Logo: Wirtschaftsdienst - Zeitschrift für WirtschaftspolitikExklusiv aus dem Wirtschaftsdienst: Im Mai 2017 hat die EU-Kommission ein Reflexionspapier zur Vertiefung der Wirtschafts- und Währungsunion veröffentlicht: eine echte Finanzunion soll vollendet, eine demokratische Rechenschaftspflicht verankert und die Institutionen des Euroraums gestärkt werden. Wichtiger noch: bis 2025 ist eine stärker integrierte Wirtschafts- und Fiskalunion geplant. Willi Koll, lange Jahre Ministerialdirigent in der Grundsatzabteilung des Bundeswirtschafts- und Bundesfinanzministeriums, skizziert deren Konzept im aktuellen Wirtschaftsdienst und bewertet es aus makroökonomischer Sicht.
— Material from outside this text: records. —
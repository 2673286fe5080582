//! Error types for the attestation pipeline.
//!
//! All fallible operations return `AttestResult<T>`. Check-stage errors abort
//! a run; ledger errors carry the already-computed report so it can be
//! resubmitted.

use thiserror::Error;

use crate::{ledger::LedgerError, report::VerificationReport};

/// The unified error type for the attestation pipeline.
#[derive(Debug, Error)]
pub enum AttestError {
    /// The input file's extension is not one of csv, json, parquet.
    #[error("unsupported file format: '{extension}'")]
    UnsupportedFormat { extension: String },

    /// The loader could not read or parse the input.
    #[error("malformed input: {reason}")]
    MalformedInput { reason: String },

    /// The named-entity recognition service failed or is unreachable.
    ///
    /// The PII detector recovers from this by falling back to pattern
    /// matching; it only reaches callers that use a recognizer directly.
    #[error("entity recognition unavailable: {reason}")]
    EntityRecognitionUnavailable { reason: String },

    /// Submitting to the trust ledger failed. The report is retained so the
    /// caller can resubmit it without re-running the checks.
    #[error("ledger submission failed after {attempts} attempt(s): {source}")]
    LedgerSubmissionFailed {
        #[source]
        source: LedgerError,
        attempts: u32,
        report: Box<VerificationReport>,
    },

    /// The seen-hash registry could not be read or written.
    #[error("hash registry error: {reason}")]
    RegistryError { reason: String },

    /// A configuration value is missing or invalid.
    #[error("configuration error: {reason}")]
    ConfigError { reason: String },

    /// A report failed JSON Schema validation before submission.
    #[error("schema validation error: {reason}")]
    SchemaValidation { reason: String },
}

/// Convenience alias used throughout the attestation crates.
pub type AttestResult<T> = Result<T, AttestError>;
Die Gründe für die vorgeschlagenen Maßnahmen leitet die EU-Kommission insbesondere aus der Eurokrise ab. Als deren Ursache diagnostiziert sie eine Scheinkonvergenz, den Verlust an Wettbewerbsfähigkeit sowie Ineffizienzen auf den Arbeits- und Produktmärkten in den Krisenländern. Das resultierende starke wirtschaftliche Gefälle sei vielfach strukturell bedingt. Hinzu kommen Steuerungsdefizite auf EU-Ebene und eine mangelnde Verzahnung zwischen nationaler und EU-Ebene. Um die Unionsziele in Zukunft zu erreichen fordert die Kommission einen Gesamtfahrplan mit einer besseren Koordinierung der Wirtschaftspolitik und ein wirksameres Regelwerk. Eine prozyklische Fiskalpolitik soll vermieden werden und zur makroökonomischen Stabilisierung wird unter anderem eine „europäische Arbeitslosenrückversicherungsregelung“ vorgeschlagen.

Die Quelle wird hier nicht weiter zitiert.